Setting up Spark

In this article by Alexander Kozlov, author of the book Mastering Scala Machine Learning, we will discuss how to download the pre-build Spark package from http://spark.apache.org/downloads.html,if you haven't done so yet. The latest release of  Spark, at the time of writing, is 1.6.1:

Figure 3-1: The download site at http://spark.apache.org with recommended selections for this article

(For more resources related to this topic, see here.)

Alternatively, you can build the Spark by downloading the full source distribution from https://github.com/apache/spark:

$ git clone https://github.com/apache/spark.git

Cloning into 'spark'...

remote: Counting objects: 301864, done.

...

$ cd spark

$sh ./ dev/change-scala-version.sh 2.11

...

$./make-distribution.sh --name alex-build-2.6-yarn --skip-java-test --tgz -Pyarn -Phive -Phive-thriftserver -Pscala-2.11 -Phadoop-2.6

...

The command will download the necessary dependencies and create the spark-2.0.0-SNAPSHOT-bin-alex-spark-build-2.6-yarn.tgz file in the Spark directory; the version is 2.0.0, as it is the next release version at the time of writing. In general, you do not want to build from trunk unless you are interested in the latest features. If you want a released version, you can visit the corresponding tag. Full list of available versions is available via the git branch –r command. The spark*.tgz file is all you need to run Spark on any machine that has Java JRE.
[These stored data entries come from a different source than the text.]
//! # Node Model Against the Fixture Package
//!
//! Builds node classes from the fixture manifest under `resources/`, wraps
//! a complete level 2 image tree, and exercises reads, promotion, private
//! keys, flattening, the hand-written classes, and the plain-form
//! converter.

use std::path::PathBuf;
use std::sync::Arc;

use rdm_core::{Mapping, NdArray, TagUri, Tagged, Time, ValidationPolicy, Value};
use rdm_node::{
    Attr, NodeContext, NodeConverter, NodeError, NodeKind, NodeRegistry, ScalarBase,
    TaggedNode, TaggedObjectNode, WfiMode,
};
use rdm_schema::{DirSchemaRegistry, SchemaRegistry};
use serde_json::json;

fn repo_root() -> PathBuf {
    let mut dir = PathBuf::from(env!("CARGO_MANIFEST_DIR"));
    dir.pop(); // crates/
    dir.pop(); // repo root
    dir
}

fn schemas() -> Arc<DirSchemaRegistry> {
    Arc::new(DirSchemaRegistry::open(repo_root().join("resources")).expect("fixture package loads"))
}

fn context(policy: ValidationPolicy) -> NodeContext {
    NodeContext::from_schemas(schemas())
        .expect("classes synthesize")
        .with_policy(policy)
}

fn tag(name: &str) -> TagUri {
    TagUri::parse(format!("asdf://stsci.edu/datamodels/roman/tags/{name}-1.0.0")).unwrap()
}

fn tagged(name: &str, value: impl Into<Value>) -> Value {
    Value::Tagged(Tagged::new(tag(name), value))
}

fn time(text: &str) -> Time {
    Time::parse(text).unwrap()
}

/// Plain form of a small but complete `wfi_image`.
fn wfi_image_tree() -> Mapping {
    let mut exposure = Mapping::new();
    exposure.insert("type".into(), Value::from("WFI_IMAGE"));
    exposure.insert("start_time".into(), Value::Time(time("2020-02-01T00:00:00")));
    exposure.insert("nresultants".into(), Value::Int(6));
    exposure.insert("ma_table_name".into(), Value::from("High Latitude Imaging Survey"));
    exposure.insert("data_problem".into(), Value::Bool(false));
    exposure.insert("frame_time".into(), Value::Float(3.04));
    exposure.insert("exposure_time".into(), Value::Float(152.04));

    let mut meta = Mapping::new();
    meta.insert(
        "calibration_software_version".into(),
        tagged("calibration_software_version", "0.5.0"),
    );
    meta.insert("filename".into(), Value::from("r0000101001001001001_01101_0001_WFI01_cal.asdf"));
    meta.insert("file_date".into(), tagged("file_date", time("2020-06-01T12:00:00")));
    meta.insert("model_type".into(), Value::from("ImageModel"));
    meta.insert("origin".into(), tagged("origin", "STSCI"));
    meta.insert("telescope".into(), tagged("telescope", "ROMAN"));
    meta.insert("exposure".into(), tagged("exposure", exposure));
    meta.insert(
        "instrument".into(),
        tagged(
            "wfi_mode",
            Value::from(json!({"name": "WFI", "detector": "WFI01", "optical_element": "F158"})),
        ),
    );
    meta.insert(
        "photometry".into(),
        Value::from(json!({"conversion_megajanskys": 0.3, "pixelarea_steradians": null})),
    );

    let mut root = Mapping::new();
    root.insert("meta".into(), Value::Mapping(meta));
    root.insert("data".into(), Value::Array(NdArray::new("float32", vec![4, 4], vec![0; 64])));
    root.insert("dq".into(), Value::Array(NdArray::new("uint32", vec![4, 4], vec![0; 64])));
    root.insert(
        "cal_logs".into(),
        tagged("cal_logs", Value::from(json!(["Flat field applied"]))),
    );
    root
}

fn wfi_image(ctx: &NodeContext) -> TaggedObjectNode {
    let class = ctx.classes().object_class(&tag("wfi_image")).expect("WfiImage class");
    TaggedObjectNode::new(Arc::clone(class), wfi_image_tree()).unwrap()
}

/// Follow a dotted path through mappings, looking through tags.
fn lookup<'a>(map: &'a Mapping, path: &str) -> &'a Value {
    let mut parts = path.split('.');
    let first = parts.next().unwrap();
    let mut value = map.get(first).unwrap_or_else(|| panic!("missing {first}"));
    for part in parts {
        value = value
            .untagged()
            .as_mapping()
            .and_then(|m| m.get(part))
            .unwrap_or_else(|| panic!("missing {part} in {path}"));
    }
    value
}

// ---------------------------------------------------------------------------
// Registry
// ---------------------------------------------------------------------------

#[test]
fn registry_has_one_class_per_manifest_tag() {
    let schemas = schemas();
    let registry = NodeRegistry::synthesize(schemas.manifest()).unwrap();
    assert_eq!(registry.len(), schemas.manifest().tags.len());

    let flat = registry
        .object_class(
            &TagUri::parse("asdf://stsci.edu/datamodels/roman/tags/reference_files/flat-1.0.0")
                .unwrap(),
        )
        .unwrap();
    assert_eq!(flat.name(), "FlatRef");
    assert!(!flat.is_handwritten());
    assert_eq!(
        flat.schema_uri(),
        Some("asdf://stsci.edu/datamodels/roman/schemas/reference_files/flat-1.0.0")
    );
    assert!(flat
        .doc()
        .ends_with("Class generated from tag 'asdf://stsci.edu/datamodels/roman/tags/reference_files/flat-1.0.0'"));

    let origin = registry.scalar_class_for_key("origin").unwrap();
    assert_eq!(origin.name(), "Origin");
    assert_eq!(origin.kind(), NodeKind::Scalar(ScalarBase::Str));

    let file_date = registry.scalar_class_for_key("file_date").unwrap();
    assert_eq!(file_date.kind(), NodeKind::Scalar(ScalarBase::Time));
    assert!(file_date.is_handwritten());

    let wfi_mode = registry.object_class(&tag("wfi_mode")).unwrap();
    assert!(wfi_mode.is_handwritten());
    assert!(wfi_mode.doc().starts_with("The configuration of the instrument"));

    assert_eq!(registry.list_class(&tag("cal_logs")).unwrap().name(), "CalLogs");
}

#[test]
fn global_registry_initializes_once_across_threads() {
    let schemas = schemas();
    let registries: Vec<Arc<NodeRegistry>> = std::thread::scope(|scope| {
        let handles: Vec<_> = (0..8)
            .map(|_| scope.spawn(|| NodeRegistry::init_global(schemas.as_ref()).unwrap()))
            .collect();
        handles.into_iter().map(|h| h.join().unwrap()).collect()
    });
    for registry in &registries[1..] {
        assert!(Arc::ptr_eq(&registries[0], registry));
    }
    let ctx = NodeContext::global(schemas).unwrap();
    assert!(ctx.classes().object_class(&tag("wfi_image")).is_some());
}

// ---------------------------------------------------------------------------
// Reads
// ---------------------------------------------------------------------------

#[test]
fn reads_wrap_nested_mappings_and_sequences() {
    let ctx = context(ValidationPolicy::strict());
    let mut image = wfi_image(&ctx);
    let mut root = image.node(&ctx);
    assert_eq!(root.tag(), Some(&tag("wfi_image")));
    assert_eq!(root.path(), "");

    {
        let mut meta = root.node("meta").unwrap();
        assert_eq!(meta.path(), "meta");
        assert_eq!(meta.tag(), None);
        match meta.get("origin").unwrap() {
            Attr::Value(value) => assert_eq!(value, tagged("origin", "STSCI")),
            other => panic!("expected a value, got {}", other.type_name()),
        }
        let exposure = meta.node("exposure").unwrap();
        assert_eq!(exposure.tag(), Some(&tag("exposure")));
        assert_eq!(exposure.path(), "meta.exposure");
        assert_eq!(exposure.value("nresultants").unwrap(), Value::Int(6));
    }

    let logs = root.list("cal_logs").unwrap();
    assert_eq!(logs.tag(), Some(&tag("cal_logs")));
    assert_eq!(logs.path(), "cal_logs");
    assert_eq!(logs.len(), 1);
}

#[test]
fn missing_attribute_is_not_found() {
    let ctx = context(ValidationPolicy::strict());
    let mut image = wfi_image(&ctx);
    let mut root = image.node(&ctx);

    let err = root.get("nonexistent").unwrap_err();
    assert_eq!(err.to_string(), "No such attribute (nonexistent) found in node");
    assert!(matches!(
        root.node("data"),
        Err(NodeError::Construction { expected: "mapping", found: "ndarray" })
    ));
}

#[test]
fn child_schema_is_narrowed_from_parent() {
    let ctx = context(ValidationPolicy::strict());
    let mut image = wfi_image(&ctx);
    let mut root = image.node(&ctx);
    let meta = root.node("meta").unwrap();
    let schema = meta.schema().unwrap();
    assert!(schema.get("allOf").is_some());
    // Only the root tag's schema has been fetched.
    assert_eq!(ctx.cached_schemas(), 1);
}

// ---------------------------------------------------------------------------
// Writes outside the schema check
// ---------------------------------------------------------------------------

#[test]
fn private_keys_stay_out_of_the_tree() {
    let ctx = context(ValidationPolicy::strict());
    let mut image = wfi_image(&ctx);
    {
        let mut root = image.node(&ctx);
        assert!(root.set("_cache", 3).unwrap().is_committed());
        assert!(root.contains_key("_cache"));
    }
    assert!(!image.raw().contains_key("_cache"));

    let root = image.node(&ctx);
    assert_eq!(root.value("_cache").unwrap(), Value::Int(3));
}

#[test]
fn insert_adds_keys_and_promotes_nested_values() {
    let ctx = context(ValidationPolicy::strict());
    let mut image = wfi_image(&ctx);
    {
        let mut root = image.node(&ctx);
        let mut meta = root.node("meta").unwrap();
        meta.insert(
            "ref_meta",
            Value::from(json!({"origin": "IPAC/SSC", "note": "reprocessed"})),
        )
        .unwrap();
    }
    assert_eq!(
        lookup(image.raw(), "meta.ref_meta.origin"),
        &tagged("origin", "IPAC/SSC")
    );
    assert_eq!(lookup(image.raw(), "meta.ref_meta.note"), &Value::from("reprocessed"));
}

#[test]
fn lists_accept_unchecked_writes() {
    let ctx = context(ValidationPolicy::strict());
    let mut image = wfi_image(&ctx);
    {
        let mut root = image.node(&ctx);
        let mut logs = root.list("cal_logs").unwrap();
        logs.push("Photometry updated");
        logs.set(0, 42).unwrap();
    }
    assert_eq!(
        lookup(image.raw(), "cal_logs").untagged().as_sequence().unwrap(),
        &[Value::Int(42), Value::from("Photometry updated")]
    );
}

// ---------------------------------------------------------------------------
// Flattening
// ---------------------------------------------------------------------------

#[test]
fn flatten_produces_dotted_leaf_paths() {
    let ctx = context(ValidationPolicy::strict());
    let image = wfi_image(&ctx);
    let flat = image.flatten(false);

    assert_eq!(flat["meta.exposure.nresultants"], Value::Int(6));
    assert_eq!(flat["meta.origin"], Value::from("STSCI"));
    assert_eq!(
        flat["meta.exposure.start_time"],
        Value::from("2020-02-01T00:00:00.000")
    );
    assert_eq!(flat["meta.file_date"], Value::from("2020-06-01T12:00:00.000"));
    assert_eq!(flat["cal_logs.0"], Value::from("Flat field applied"));
    assert!(!flat.contains_key("meta.photometry.pixelarea_steradians"));
    assert!(!flat.contains_key("data"));

    let with_arrays = image.flatten(true);
    assert!(matches!(with_arrays["data"], Value::Array(_)));
    assert!(matches!(with_arrays["dq"], Value::Array(_)));
}

// ---------------------------------------------------------------------------
// Hand-written classes
// ---------------------------------------------------------------------------

#[test]
fn wfi_mode_splits_filter_and_grating() {
    let ctx = context(ValidationPolicy::strict());
    let mut image = wfi_image(&ctx);
    let mut root = image.node(&ctx);
    let mut meta = root.node("meta").unwrap();
    let instrument = meta.node("instrument").unwrap();

    let mut mode = WfiMode::new(instrument).expect("instrument is a wfi_mode");
    assert_eq!(mode.filter(), Some("F158"));
    assert_eq!(mode.grating(), None);

    assert!(mode.node().set("optical_element", "GRISM").unwrap().is_committed());
    assert_eq!(mode.filter(), None);
    assert_eq!(mode.grating(), Some("GRISM"));
}

#[test]
fn file_date_strings_become_times() {
    let ctx = context(ValidationPolicy::strict());
    let mut image = wfi_image(&ctx);
    {
        let mut root = image.node(&ctx);
        let mut meta = root.node("meta").unwrap();
        assert!(meta.set("file_date", "2021-03-04T05:06:07").unwrap().is_committed());
        assert!(matches!(
            meta.set("file_date", "not a date"),
            Err(NodeError::Core(_))
        ));
    }
    assert_eq!(
        lookup(image.raw(), "meta.file_date"),
        &tagged("file_date", time("2021-03-04T05:06:07"))
    );
}

// ---------------------------------------------------------------------------
// Converter
// ---------------------------------------------------------------------------

#[test]
fn converter_round_trip_keeps_tags_and_data() {
    let ctx = context(ValidationPolicy::strict());
    let converter = NodeConverter::new(ctx.classes(), ctx.policy());

    let node = converter
        .from_plain_form(Value::Mapping(wfi_image_tree()), &tag("wfi_image"))
        .unwrap();
    assert_eq!(converter.tag(&node), &tag("wfi_image"));
    assert_eq!(node.class().name(), "WfiImage");
    let plain = converter.to_plain_form(&node).unwrap();
    assert_eq!(plain, Value::Mapping(wfi_image_tree()));

    let in_tree = node.into_value();
    let again = TaggedNode::from_value(in_tree.clone(), ctx.classes()).unwrap();
    assert_eq!(again.into_value(), in_tree);
}

#[test]
fn converter_checks_telescope_enumeration() {
    let ctx = context(ValidationPolicy::strict());
    let converter = NodeConverter::new(ctx.classes(), ctx.policy());
    assert!(converter
        .from_plain_form(Value::from("ROMAN"), &tag("telescope"))
        .is_ok());
    assert!(matches!(
        converter.from_plain_form(Value::from("HST"), &tag("telescope")),
        Err(NodeError::Validation(_))
    ));
}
The distribution comes with the docs/building-spark.md document that describes other options for building Spark and their descriptions, including incremental Scala compiler zinc. Full Scala 2.11 support is in the works for the next Spark 2.0.0 release.

Applications

Let's consider a few practical examples and libraries in Spark/Scala starting with a very traditional problem of word counting.

Word count

Most modern machine learning algorithms require multiple passes over data. If the data fits in the memory of a single machine, the data is readily available and this does not present a performance bottleneck. However, if the data becomes too large to fit into RAM, one has a choice of either dumping pieces of the data on disk (or database), which is about 100 times slower, but has a much larger capacity, or splitting the dataset between multiple machines across the network and transferring the results. While there are still ongoing debates, for most practical systems, analysis shows that storing the data over a set of network connected nodes has a slight advantage over repeatedly storing and reading it from hard disks on a single node, particularly if we can split the workload effectively between multiple CPUs.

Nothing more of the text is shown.